The program has been overwhelmed by applications.

The Paycheck Protection Program isn’t the only Small Business Administration-backed relief program for small businesses affected by the coronavirus pandemic, and unfortunately, it’s not the only one struggling desperately under the weight of incoming applications.

According to The Washington Post, the Economic Injury Disaster Loan program, an SBA program established before the COVID-19 outbreak and designed to provide loans for small businesses recovering from disasters, has slashed its funding limit from $2 million to $150,000 and closed its portal to nearly all new applicants.
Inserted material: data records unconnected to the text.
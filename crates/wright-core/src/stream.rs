use std::collections::BTreeMap;

use serde::{Deserialize, Serialize};

use crate::ids::ToolCallId;

/// Parameter map of a tool invocation, keyed by wire parameter name.
pub type ToolParams = BTreeMap<String, String>;

/// Lifecycle position of a tool as reported to clients.
#[derive(Clone, Copy, Debug, PartialEq, Eq, Hash, Serialize, Deserialize)]
#[serde(rename_all = "snake_case")]
pub enum ToolStatus {
    Started,
    Partial,
    Executing,
    Completed,
    Failed,
}

/// Client-facing events. Each one serializes to a single JSON object so the
/// transport can forward them line by line as they are produced.
#[derive(Clone, Debug, PartialEq, Serialize, Deserialize)]
#[serde(tag = "type", rename_all = "snake_case")]
pub enum StreamEvent {
    Text {
        text: String,
    },
    Thinking {
        text: String,
    },
    Tool {
        tool_name: String,
        tool_id: ToolCallId,
        status: ToolStatus,
        #[serde(default, skip_serializing_if = "Option::is_none")]
        params: Option<ToolParams>,
        #[serde(default, skip_serializing_if = "Option::is_none")]
        result: Option<String>,
        #[serde(default, skip_serializing_if = "Option::is_none")]
        error: Option<String>,
        #[serde(default, skip_serializing_if = "Option::is_none")]
        extra: Option<serde_json::Value>,
    },
    Usage {
        input_tokens: u64,
        output_tokens: u64,
        #[serde(default, skip_serializing_if = "Option::is_none")]
        cache_write_tokens: Option<u64>,
        #[serde(default, skip_serializing_if = "Option::is_none")]
        cache_read_tokens: Option<u64>,
        #[serde(default, skip_serializing_if = "Option::is_none")]
        total_cost: Option<f64>,
    },
}

impl StreamEvent {
    pub fn text(text: impl Into<String>) -> Self {
        Self::Text { text: text.into() }
    }

    pub fn thinking(text: impl Into<String>) -> Self {
        Self::Thinking { text: text.into() }
    }

    /// A tool lifecycle event carrying only a status and optional params.
    pub fn tool(
        tool_name: impl Into<String>,
        tool_id: ToolCallId,
        status: ToolStatus,
        params: Option<ToolParams>,
    ) -> Self {
        Self::Tool {
            tool_name: tool_name.into(),
            tool_id,
            status,
            params,
            result: None,
            error: None,
            extra: None,
        }
    }

    pub fn event_type(&self) -> &'static str {
        match self {
            Self::Text { .. } => "text",
            Self::Thinking { .. } => "thinking",
            Self::Tool { .. } => "tool",
            Self::Usage { .. } => "usage",
        }
    }

    /// Text payload of Text and Thinking events.
    pub fn text_content(&self) -> Option<&str> {
        match self {
            Self::Text { text } | Self::Thinking { text } => Some(text),
            _ => None,
        }
    }

    pub fn tool_status(&self) -> Option<ToolStatus> {
        match self {
            Self::Tool { status, .. } => Some(*status),
            _ => None,
        }
    }
}
use std::collections::VecDeque;
use std::io;
use std::path::{Path, PathBuf};
use std::time::{Duration, Instant};

use async_trait::async_trait;
use tracing::warn;
use wright_core::stream::ToolParams;
use wright_core::tools::{Tool, ToolContext, ToolError, ToolErrorCode};

use super::{param, resolve};
use crate::ignore_rules::IgnoreRules;

const RECURSIVE_TIMEOUT: Duration = Duration::from_secs(10);
const TRUNCATION_NOTICE: &str =
    "(File list truncated. Use list_files on specific subdirectories if you need to explore further.)";

pub struct ListFilesTool {
    limit: usize,
}

impl ListFilesTool {
    pub fn new(limit: usize) -> Self {
        Self { limit }
    }
}

#[async_trait]
impl Tool for ListFilesTool {
    fn name(&self) -> &str {
        "list-files"
    }

    fn description(&self) -> &str {
        "List the files in a directory, optionally recursively"
    }

    fn required_params(&self) -> &[&'static str] {
        &["path"]
    }

    fn path_params(&self) -> &[&'static str] {
        &["path"]
    }

    async fn execute(&self, params: &ToolParams, ctx: &ToolContext) -> Result<String, ToolError> {
        let path = param(params, "path");
        let recursive = params
            .get("recursive")
            .is_some_and(|v| v.trim().eq_ignore_ascii_case("true"));
        let dir = resolve(&ctx.working_directory, path);
        if !dir.exists() {
            return Err(ToolError::new(
                self.name(),
                ToolErrorCode::PathNotFound,
                format!("Path not found: {path}"),
            ));
        }

        let limit = self.limit;
        let listed = tokio::task::spawn_blocking(move || list_paths(&dir, recursive, limit))
            .await
            .map_err(io::Error::other)
            .and_then(|r| r);
        match listed {
            Ok((files, reached)) => Ok(format_files_list(&files, reached)),
            Err(e) => Err(ToolError::new(
                self.name(),
                ToolErrorCode::ListError,
                format!("Error listing files: {e}"),
            )),
        }
    }
}

/// Paths under `dir`, relative to it, with directories suffixed by `/`.
/// The flag reports whether `limit` was reached. The filesystem root and the
/// home directory are never enumerated; each yields itself.
pub fn list_paths(dir: &Path, recursive: bool, limit: usize) -> io::Result<(Vec<String>, bool)> {
    let absolute = std::path::absolute(dir)?;
    let normalized: PathBuf = absolute.components().collect();
    if normalized == Path::new("/") || home_dir().is_some_and(|h| h == normalized) {
        return Ok((vec![normalized.to_string_lossy().into_owned()], false));
    }
    if recursive {
        list_recursive(&normalized, limit)
    } else {
        list_single_level(&normalized, limit)
    }
}

fn home_dir() -> Option<PathBuf> {
    std::env::var_os("HOME")
        .filter(|h| !h.is_empty())
        .map(|h| PathBuf::from(h).components().collect())
}

fn list_single_level(dir: &Path, limit: usize) -> io::Result<(Vec<String>, bool)> {
    let mut paths = Vec::new();
    for entry in std::fs::read_dir(dir)? {
        let entry = entry?;
        let name = entry.file_name().to_string_lossy().into_owned();
        if entry.file_type()?.is_dir() {
            paths.push(format!("{name}/"));
        } else {
            paths.push(name);
        }
    }
    let reached = paths.len() >= limit;
    paths.truncate(limit);
    Ok((paths, reached))
}

/// Breadth-first walk. Each directory contributes its own `rel/` entry, then
/// its files in name order, before any of its subdirectories are visited.
fn list_recursive(base: &Path, limit: usize) -> io::Result<(Vec<String>, bool)> {
    let rules = IgnoreRules::with_gitignore(base);
    let started = Instant::now();
    let mut results: Vec<String> = Vec::new();
    let mut queue: VecDeque<(PathBuf, String)> = VecDeque::from([(base.to_path_buf(), String::new())]);

    while let Some((current, rel)) = queue.pop_front() {
        if results.len() >= limit {
            break;
        }
        if started.elapsed() > RECURSIVE_TIMEOUT {
            warn!(path = %base.display(), "file listing timed out, returning partial results");
            return Ok((results, true));
        }

        let entries = match std::fs::read_dir(&current) {
            Ok(entries) => entries,
            Err(e) => {
                warn!(path = %current.display(), error = %e, "error reading directory");
                continue;
            }
        };
        if !rel.is_empty() {
            results.push(format!("{rel}/"));
        }

        let mut dirs = Vec::new();
        let mut files = Vec::new();
        for entry in entries.flatten() {
            let name = entry.file_name().to_string_lossy().into_owned();
            let child_rel = if rel.is_empty() { name } else { format!("{rel}/{name}") };
            let is_dir = entry.file_type().is_ok_and(|t| t.is_dir());
            if rules.is_ignored(Path::new(&child_rel), is_dir) {
                continue;
            }
            if is_dir {
                dirs.push((entry.path(), child_rel));
            } else {
                files.push(child_rel);
            }
        }
        dirs.sort_by(|a, b| a.1.cmp(&b.1));
        files.sort();

        for file in files {
            if results.len() >= limit {
                break;
            }
            results.push(file);
        }
        queue.extend(dirs);
    }

    let reached = results.len() >= limit;
    results.truncate(limit);
    results.sort();
    Ok((results, reached))
}

/// Renders a listing with directories ahead of the files beside them.
pub fn format_files_list(files: &[String], hit_limit: bool) -> String {
    if files.iter().all(|f| f.is_empty()) {
        return "No files found.".to_string();
    }
    let mut sorted: Vec<&String> = files.iter().collect();
    sorted.sort_by_cached_key(|p| sort_key(p));
    let list = sorted.iter().map(|s| s.as_str()).collect::<Vec<_>>().join("\n");
    if hit_limit {
        format!("{list}\n\n{TRUNCATION_NOTICE}")
    } else {
        list
    }
}

/// Per component: `(is_file, lowercase name)`. A directory entry's own
/// trailing slash is dropped so it sorts ahead of its contents.
fn sort_key(path: &str) -> Vec<(bool, String)> {
    let is_dir = path.ends_with('/');
    let parts: Vec<&str> = path.trim_end_matches('/').split('/').collect();
    let last = parts.len() - 1;
    parts
        .iter()
        .enumerate()
        .map(|(i, part)| (i == last && !is_dir, part.to_lowercase()))
        .collect()
}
Congress gave the disaster loan program more than $50 billion in new funding in recent relief bills to offer quick-turnaround loans to businesses slammed by the coronavirus pandemic. But by many accounts, it is failing spectacularly. After initially telling businesses that individual disaster loans could be as high as $2 million, SBA has now imposed a $150,000 limit without publicly announcing the change, said people familiar with the situation who were not authorized to speak publicly.


Additionally, the agency has faced a backlog of millions of applications for the disaster loan program for the past several weeks, several SBA officials have said.

The SBA is still accepting EIDL applications from agricultural interests, but all other businesses will have to look elsewhere as the program processes its backlog. According to The Post, “Key Republican senators had been pushing hard for farmers and agriculture companies to be able to tap the program, and they are now being prioritized over other prospective borrowers.”